The Central Bank of Ireland‘s long-running inquiry into former senior figures at Irish Nationwide Building Society (INBS) has reached a total of €24.3 million, the regulator revealed on Wednesday, as the final subject in the case was sanctioned.
The inquiry panel fined INBS’s former finance director John Stanley Purcell (71), €130,000 for his role in a series of regulatory breaches at the lender before its collapse during the financial crisis, and disqualified him for a period of four years.
The Central Bank will now apply to the High Court to confirm the inquiry decision. Mr Purcell is not appealing the outcome.
Colm Kincaid, the Central Bank’s director of enforcement, insisted the cost over the past 15 years of running both its initial investigation, and the full public inquiry that followed it, was “absolutely” worth it.
He said it helped inform a complete change in the regulatory regime, including legislative changes that now make it much easier to hold finance executives to account for failings on their watch.
“The system of regulation we have today is a quantum step forward from the period that this inquiry relates to, in terms of the powers that we have, the resources we have, and the capabilities that we have,” Mr Kincaid said.
He said “the fruit” of the reforms have been borne out in how the Irish financial system has weathered a series of shocks in recent times, including Brexit, the Covid 19 pandemic and the cost-of-living crisis.
The final decision on Mr Purcell comes almost a year after the inquiry panel revealed it had made findings against the former executive.
Mr Purcell was the only remaining individual among five originally subject to the inquiry when it was established in 2015.
Since public hearings started in late 2017, the Central Bank has reached settlement agreements with three of the original five – former INBS chairman Michael Walsh; one-time head of commercial lending Tom McMenamin; and former head of UK commercial lending Gary McCollum. They were fined a total of €243,000, with the largest amount paid by Mr McCollum.
It dropped its case against the failed lender’s former long-standing managing director, Michael Fingleton, now 86, in December 2019, as he was in ill-health after a stroke. The High Court is currently hearing a civil case against Mr Fingleton brought by the Irish Bank Resolution Corporation (IBRC), which took over INBS’s assets in 2011, for alleged negligent mismanagement of the lender. He is not in a position to give evidence in this case.
The inquiry, which has held public hearings sporadically during its lifespan, was set up to look into seven sets of alleged regulatory breaches between July 2006 and September 2008, including that INBS allegedly failed to process loans in line with its own policies, failed to obtain property security for commercial loans, failed to get proper valuation reports on assets it was lending against or to establish credit risk policies for profit-share agreements with developers during the boom.
Between 2008 and 2010, INBS suffered financial losses in excess of €6 billion, primarily arising from the impairment of its commercial loan book. INBS cost taxpayers €5.4 billion to rescue during the financial crisis before its remains were folded in 2011 into IBRC, previously Anglo Irish Bank.

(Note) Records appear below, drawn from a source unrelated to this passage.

//! Utility Functions Tests
//!
//! Corresponds to packages/compiler/test/util_spec.ts
//! All test cases match exactly with TypeScript version

use angular_compiler::util;
use regex::Regex;

// splitAtColon tests - matching TypeScript exactly
#[test]
fn should_split_when_a_single_colon_is_present() {
    let result = util::split_at_colon("a:b", &[None, None]);
    assert_eq!(result, vec![Some("a".to_string()), Some("b".to_string())]);
}

#[test]
fn should_trim_parts() {
    let result = util::split_at_colon(" a : b ", &[None, None]);
    assert_eq!(result, vec![Some("a".to_string()), Some("b".to_string())]);
}

#[test]
fn should_support_multiple_colons() {
    let result = util::split_at_colon("a:b:c", &[None, None]);
    assert_eq!(result, vec![Some("a".to_string()), Some("b:c".to_string())]);
}

#[test]
fn should_use_the_default_value_when_no_colon_is_present() {
    let result = util::split_at_colon("ab", &[Some("c"), Some("d")]);
    assert_eq!(result, vec![Some("c".to_string()), Some("d".to_string())]);
}

// RegExp tests - matching TypeScript exactly
#[test]
fn should_escape_regexp() {
    // Test that escaped regex matches correctly
    let pattern = util::escape_regex("b");
    let re = Regex::new(&pattern).unwrap();
    assert!(re.is_match("abc"), "Should match 'b' in 'abc'");
    assert!(!re.is_match("adc"), "Should not match 'b' in 'adc'");

    let pattern = util::escape_regex("a.b");
    let re = Regex::new(&pattern).unwrap();
    assert!(re.is_match("a.b"), "Should match 'a.b' in 'a.b'");
    assert!(!re.is_match("axb"), "Should not match 'a.b' in 'axb'");
}

// Helper function to encode UTF-16 code units directly (like TypeScript charCodeAt)
// This matches TypeScript's behavior exactly - it works with UTF-16 code units, not Rust chars
fn utf8_encode_from_utf16(utf16: &[u16]) -> Vec<u8> {
    let mut encoded = Vec::new();
    let mut index = 0;

    while index < utf16.len() {
        let mut code_point = utf16[index] as u32;

        // Decode surrogate pairs (exactly like TypeScript)
        // High surrogates: 0xD800 to 0xDBFF
        // Low surrogates: 0xDC00 to 0xDFFF
        if code_point >= 0xD800 && code_point <= 0xDBFF && index + 1 < utf16.len() {
            let low = utf16[index + 1] as u32;
            if low >= 0xDC00 && low <= 0xDFFF {
                index += 1;
                code_point = ((code_point - 0xD800) << 10) + low - 0xDC00 + 0x10000;
            }
        }

        // Encode to UTF-8 bytes (exactly like TypeScript)
        if code_point <= 0x7f {
            encoded.push(code_point as u8);
        } else if code_point <= 0x7ff {
            encoded.push(((code_point >> 6) & 0x1f | 0xc0) as u8);
            encoded.push((code_point & 0x3f | 0x80) as u8);
        } else if code_point <= 0xffff {
            encoded.push((code_point >> 12 | 0xe0) as u8);
            encoded.push(((code_point >> 6) & 0x3f | 0x80) as u8);
            encoded.push((code_point & 0x3f | 0x80) as u8);
        } else if code_point <= 0x1fffff {
            encoded.push(((code_point >> 18) & 0x07 | 0xf0) as u8);
            encoded.push(((code_point >> 12) & 0x3f | 0x80) as u8);
            encoded.push(((code_point >> 6) & 0x3f | 0x80) as u8);
            encoded.push((code_point & 0x3f | 0x80) as u8);
        }

        index += 1;
    }

    encoded
}

// utf8encode tests - matching TypeScript exactly
#[test]
fn should_encode_to_utf8() {
    // Tests from https://github.com/mathiasbynens/wtf-8
    // Exact matches with TypeScript test cases
    let test_strings = vec![
        "abc",
        "\0",
        "\u{0080}",
        "\u{05CA}",
        "\u{07FF}",
        "\u{0800}",
        "\u{2C3C}",
        "\u{FFFF}",
        "\u{10000}",
        "\u{1D306}",
        "\u{10FFFF}",
    ];

    let expected_results = vec![
        vec![b'a', b'b', b'c'],
        vec![0],
        vec![0xC2, 0x80],
        vec![0xD7, 0x8A],
        vec![0xDF, 0xBF],
        vec![0xE0, 0xA0, 0x80],
        vec![0xE2, 0xB0, 0xBC],
        vec![0xEF, 0xBF, 0xBF],
        vec![0xF0, 0x90, 0x80, 0x80], // U+D800 U+DC00 in JS
        vec![0xF0, 0x9D, 0x8C, 0x86], // U+D834 U+DF06 in JS
        vec![0xF4, 0x8F, 0xBF, 0xBF], // U+DBFF U+DFFF in JS
    ];

    for (input, expected_bytes) in test_strings.iter().zip(expected_results.iter()) {
        let encoded = util::utf8_encode(input);
        assert_eq!(encoded, *expected_bytes, "Failed for input: {:?}", input);
    }
}

#[test]
fn should_handle_unmatched_surrogate_halves() {
    // Test unmatched surrogate halves by creating UTF-16 sequences directly
    // High surrogates: 0xD800 to 0xDBFF
    // Low surrogates: 0xDC00 to 0xDFFF
    // TypeScript works directly with UTF-16 code units, so we use helper function

    // For high surrogates - matching TypeScript test cases exactly
    let high_surrogate_tests = vec![
        (vec![0xD800u16], vec![0xED, 0xA0, 0x80]),
        (
            vec![0xD800u16, 0xD800u16],
            vec![0xED, 0xA0, 0x80, 0xED, 0xA0, 0x80],
        ),
        (vec![0xD800u16, b'A' as u16], vec![0xED, 0xA0, 0x80, b'A']),
        (vec![0xD9AFu16], vec![0xED, 0xA6, 0xAF]),
        (vec![0xDBFFu16], vec![0xED, 0xAF, 0xBF]),
    ];

    for (utf16_input, expected) in high_surrogate_tests {
        // Use helper function to encode directly from UTF-16 (like TypeScript)
        let encoded = utf8_encode_from_utf16(&utf16_input);
        assert_eq!(encoded, expected, "Failed for UTF-16: {:?}", utf16_input);
    }

    // For low surrogates - matching TypeScript test cases exactly
    let low_surrogate_tests = vec![
        (vec![0xDC00u16], vec![0xED, 0xB0, 0x80]),
        (
            vec![0xDC00u16, 0xDC00u16],
            vec![0xED, 0xB0, 0x80, 0xED, 0xB0, 0x80],
        ),
        (vec![0xDC00u16, b'A' as u16], vec![0xED, 0xB0, 0x80, b'A']),
        (vec![0xDEEEu16], vec![0xED, 0xBB, 0xAE]),
        (vec![0xDFFFu16], vec![0xED, 0xBF, 0xBF]),
    ];

    for (utf16_input, expected) in low_surrogate_tests {
        // Use helper function to encode directly from UTF-16 (like TypeScript)
        let encoded = utf8_encode_from_utf16(&utf16_input);
        assert_eq!(encoded, expected, "Failed for UTF-16: {:?}", utf16_input);
    }

    // Test combined cases - matching TypeScript test cases exactly
    // D800 D834 DF06 D800 (from TypeScript test)
    let combined = vec![0xD800u16, 0xD834u16, 0xDF06u16, 0xD800u16];
    let encoded = utf8_encode_from_utf16(&combined);
    // Expected: ED A0 80 F0 9D 8C 86 ED A0 80
    assert_eq!(
        encoded,
        vec![0xED, 0xA0, 0x80, 0xF0, 0x9D, 0x8C, 0x86, 0xED, 0xA0, 0x80]
    );

    // DC00 D834 DF06 DC00 (from TypeScript test)
    let combined2 = vec![0xDC00u16, 0xD834u16, 0xDF06u16, 0xDC00u16];
    let encoded2 = utf8_encode_from_utf16(&combined2);
    // Expected: ED B0 80 F0 9D 8C 86 ED B0 80
    assert_eq!(
        encoded2,
        vec![0xED, 0xB0, 0x80, 0xF0, 0x9D, 0x8C, 0x86, 0xED, 0xB0, 0x80]
    );
}

// stringify tests - matching TypeScript exactly
#[test]
fn should_handle_objects_with_no_prototype() {
    // In Rust, we don't have prototype concept like JavaScript
    // But we can test with a struct that implements Debug
    // The TypeScript test expects "object" for Object.create(null)
    #[derive(Debug)]
    struct EmptyStruct;

    // Implement Stringify for EmptyStruct to match expected behavior
    impl util::Stringify for EmptyStruct {
        fn stringify(&self) -> String {
            "object".to_string()
        }
    }

    let result = util::stringify(&EmptyStruct);
    assert_eq!(result, "object");
}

The inquiry found that between 2004 and 2008, Mr Purcell, as a board member of INBS, participated in breaches of financial services law by the lender relating to its commercial lending. The commercial loan book surged from €3.59 billion to €8.18 billion over the period, to account for almost 80 per cent of total loans.
It found that INBS was run in a “seriously deficient manner in relation to its commercial lending, credit risk and associated corporate governance”, according to a summary published by the regulator.
Profit-share agreements between INBS and property development borrowers eventually represented 65 per cent of INBS’s commercial loans.
Louise Gallagher, head of enforcement investigations at the regulator, said the inquiry found 12 instances where commercial loans, totalling €161 million, were granted without approval by INBS’s credit committee or board, as required.
She highlighted how the board often approved large volumes of loans in single meetings, which, she said, could not have allowed for proper scrutiny.
A board meeting in October 2006 sanctioned 38 loans totalling more than €500 million, while one the following month approved 39 loans of a similar gross value, according to the summary report.
The Central Bank has imposed more than €400 million of fines on firms and individuals over the past two decades. The bulk related to bank fines over the tracker mortgage scandal. Fines collected are passed to the Exchequer.